Верхняя Волга выглядит в реальности как водная цепь, вологая вереница, верея водовзъёмов-водоёмов, сволок в один волгоём нескольких «озёр» – влагохранилищ, полуискусственно сделанных, частью ледником, частью людьми – как регулируемая плотина и как их важный, сознательный выбор (истока и русла реки, места, цели и конструкции вереи-бейшлота как рычага-ваги взвешивания-важенья и перенаправления объёмов воды, вызвавших, однако, дополнительное заболачивание и деградацию верховий). По лексическим смыслам это долгая проводка воды, текущей, волочащейся то по камням, то по болоту, то по разливу. Воложная (увлажняющая, вальяжно-растекающаяся и застаивающаяся воложка-старица, воложистая-лоснящаяся от избытка рыбы, сподобной для очень воложной ухи) и важная (важная провоженная и провожёная, проведённая и наводнённая, т. е. во всех смыслах, в том числе от гл. важить, по Далю) проволочка. Как-то, под влиянием прочувствованных Топоровым наблюдений, сам собой подобрался мотивирующий набор текущих друг в друга, почти однокоренных, типично русских слов.

Удивительно, что содержание пережитого языком касается не только предпочтённой Топоровым эпохи, пусть даже считая с «балто-славянского симбиоза» (даже с середины 2 тыс. до н. э.). Русским словом и его коннотациями схвачена очень долгая история, начиная с ледниковья. Неужто, долга цепь «озёр» не потому, что длинна, а потому что очень долго по времени формировалась (тогда при чём тут балтское длинное озеро)? Разливы, пересыхания и волоки в Верховьях случались от веку, сколько там жили люди (финны, балты ли). Бейшлот же впервые был построен в 1843 г. А негативные последствия от него проявились системно только к концу прошлого века. Всё это время люди вынужденно приспосабливались к условиям, боролись с напастями, преодолевали сушь и хлябь. Только в местных условиях и только у тех народов, кто жил там очень долго, могло сформироваться установленное значение слова Волга. Показательно, что во всех значениях реальной Волги (обобщая: вологий, отмеренный, сволочённый) компаративно предпочитаемые значения влаги, реки, длины присутствуют только косвенно, попутно, не касаются сути дела. И настолько же реальное значение должно быть отложенным и стойким, что оно не только, не изменяясь, распространилось на всю Волгу, но и на неведомую 1000 лет назад будущую историю.
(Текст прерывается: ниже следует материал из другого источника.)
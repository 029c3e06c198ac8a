//! Request/response correlation on top of one client.
//!
//! A `Session` tags each request with a unique `@extra`, which TDLib echoes
//! back in the matching response. A pump task keeps receiving through the
//! async bridge and routes every message either to the waiter registered for
//! its `@extra` or, if there is none, onto the update channel.
//!
//! The pump only checks for cancellation between receives, so no message is
//! lost to a receive that was abandoned halfway. Closing therefore takes up to
//! one receive timeout.

use std::sync::Arc;

use dashmap::DashMap;
use serde_json::Value;
use tokio::sync::{mpsc, oneshot};
use tokio::task::JoinHandle;
use tokio_util::sync::CancellationToken;
use ulid::Ulid;

use crate::bridge::TdBridge;
use crate::client::ClientId;
use crate::config::SessionSettings;
use crate::engine::Engine;
use crate::error::{BridgeError, BridgeResult};

const LOG_TARGET: &str = "tdbridge::session";

type Waiters = DashMap<String, oneshot::Sender<Value>>;

/// Request/response front end for one client.
pub struct Session<E: Engine> {
    bridge: Arc<TdBridge<E>>,
    id: ClientId,
    waiters: Arc<Waiters>,
    cancel: CancellationToken,
    pump: Option<JoinHandle<()>>,
}

impl<E: Engine> Session<E> {
    /// Start pumping messages of client `id`.
    ///
    /// Must be called within a tokio runtime. Returns the session and the
    /// receiver of updates (messages that answer no pending request). If the
    /// update buffer is full, further updates are dropped with a warning.
    pub fn start(
        bridge: Arc<TdBridge<E>>,
        id: ClientId,
        settings: SessionSettings,
    ) -> BridgeResult<(Self, mpsc::Receiver<Value>)> {
        if !bridge.registry().contains(id) {
            return Err(BridgeError::unknown_client(id));
        }

        let (updates_tx, updates_rx) = mpsc::channel(settings.update_buffer);
        let waiters = Arc::new(Waiters::new());
        let cancel = CancellationToken::new();

        let pump = tokio::spawn(pump_loop(
            bridge.clone(),
            id,
            settings,
            waiters.clone(),
            updates_tx,
            cancel.clone(),
        ));

        let session = Self {
            bridge,
            id,
            waiters,
            cancel,
            pump: Some(pump),
        };
        Ok((session, updates_rx))
    }

    /// Client this session drives.
    pub fn id(&self) -> ClientId {
        self.id
    }

    /// Send `request` (a JSON object with `@type`) and wait for its response.
    ///
    /// A TDLib `error` response becomes [`BridgeError::Td`]. The returned
    /// object no longer carries the internal `@extra` tag.
    pub async fn run(&self, request: Value) -> BridgeResult<Value> {
        let Value::Object(mut fields) = request else {
            return Err(BridgeError::invalid_request("request must be a JSON object"));
        };
        let method = fields
            .get("@type")
            .and_then(Value::as_str)
            .ok_or_else(|| BridgeError::invalid_request("request has no @type"))?
            .to_string();

        let extra = Ulid::new().to_string();
        fields.insert("@extra".to_string(), Value::String(extra.clone()));

        let (tx, rx) = oneshot::channel();
        self.waiters.insert(extra.clone(), tx);

        if let Err(e) = self.bridge.send(self.id, &Value::Object(fields).to_string()) {
            self.waiters.remove(&extra);
            return Err(e);
        }
        log::trace!(target: LOG_TARGET, "Sent {} as {}", method, extra);

        let mut response = rx.await.map_err(|_| {
            BridgeError::dispatch(format!("session closed before {method} was answered"))
        })?;

        if let Some(object) = response.as_object_mut() {
            object.remove("@extra");
        }
        match response.get("@type").and_then(Value::as_str) {
            Some("error") => Err(BridgeError::Td {
                code: response.get("code").and_then(Value::as_i64).unwrap_or(0),
                message: response
                    .get("message")
                    .and_then(Value::as_str)
                    .unwrap_or_default()
                    .to_string(),
            }),
            _ => Ok(response),
        }
    }

    /// Number of requests still waiting for a response.
    pub fn pending_count(&self) -> usize {
        self.waiters.len()
    }

    /// Stop the pump. Requests still pending fail with a dispatch error.
    pub async fn close(mut self) {
        self.cancel.cancel();
        if let Some(pump) = self.pump.take() {
            if let Err(e) = pump.await {
                log::error!(target: LOG_TARGET, "Session pump for {} failed: {}", self.id, e);
            }
        }
    }
}

impl<E: Engine> Drop for Session<E> {
    fn drop(&mut self) {
        self.cancel.cancel();
    }
}

async fn pump_loop<E: Engine>(
    bridge: Arc<TdBridge<E>>,
    id: ClientId,
    settings: SessionSettings,
    waiters: Arc<Waiters>,
    updates: mpsc::Sender<Value>,
    cancel: CancellationToken,
) {
    log::debug!(target: LOG_TARGET, "Session pump for client {} started", id);

    while !cancel.is_cancelled() {
        let received = match bridge.receive_future(id, settings.receive_timeout) {
            Ok(future) => future.await,
            Err(e) => Err(e),
        };

        match received {
            Ok(text) if text.is_empty() => {}
            Ok(text) => route(&text, &waiters, &updates),
            Err(e) => {
                log::debug!(target: LOG_TARGET, "Session pump for client {} stopping: {}", id, e);
                break;
            }
        }
    }

    // Dropping the senders fails every pending run()
    waiters.clear();
    log::debug!(target: LOG_TARGET, "Session pump for client {} stopped", id);
}

/// Deliver one message to its waiter, or publish it as an update.
fn route(text: &str, waiters: &Waiters, updates: &mpsc::Sender<Value>) {
    let message: Value = match serde_json::from_str(text) {
        Ok(message) => message,
        Err(e) => {
            log::warn!(target: LOG_TARGET, "Dropping unparsable message: {}", e);
            return;
        }
    };

    let waiter = message
        .get("@extra")
        .and_then(Value::as_str)
        .and_then(|extra| waiters.remove(extra))
        .map(|(_, tx)| tx);

    match waiter {
        Some(tx) => {
            // The caller may have given up waiting
            let _ = tx.send(message);
        }
        None => match updates.try_send(message) {
            Ok(()) | Err(mpsc::error::TrySendError::Closed(_)) => {}
            Err(mpsc::error::TrySendError::Full(dropped)) => {
                log::warn!(
                    target: LOG_TARGET,
                    "Update buffer full, dropping {}",
                    dropped.get("@type").and_then(Value::as_str).unwrap_or("message")
                );
            }
        },
    }
}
Получается, что русское слово появилось намного раньше, чем в него было вжито его русское содержание? Как это возможно? Может, оно было перенято, заимствовано с тем же содержанием от неведомых предшественников – финнов ли, балтов, праславян, иранцев? Но ведь уже понятно, что балтское слово подходит к значению нашего слова отнюдь не по фактам, дотошно собранным Топоровым, а только по заданной аллюзии его учёного понимания: слово подходит к фактам по аллюзии наблюдателя, но факты по своей сути никак не укладываются в это балтское слово. Топоров правильно обосновывает сам способ народно-этимологического называния реки по конкретике местных и исторических обстоятельств (в истории тысячелетий обобщающихся до онтологии). Но выбирает название реки по лингвистически и историографически заданным обстоятельствам, мотивируя только заданность и только топонимической статистикой. И странным образом (аллюзивно) считает, что его верное обоснование логики выбора названия народом является обоснованием его же учёного выбора названия (даже не логики выбора). Элементарная, но бессмысленная подмена предмета. Связана она с совершенно ложным приложением с виду точных теоретических рассуждений об этимологии к практике этимологии.

Методологически Топоров верно действует по установкам теоретической науки (познаёт живую языковую реальность), а методически – наивно воспроизводит установления компаративистики (комбинирует документированные, «реальные» языки). Такой безграмотный разнобой возможен только из-за нецельного научного сознания.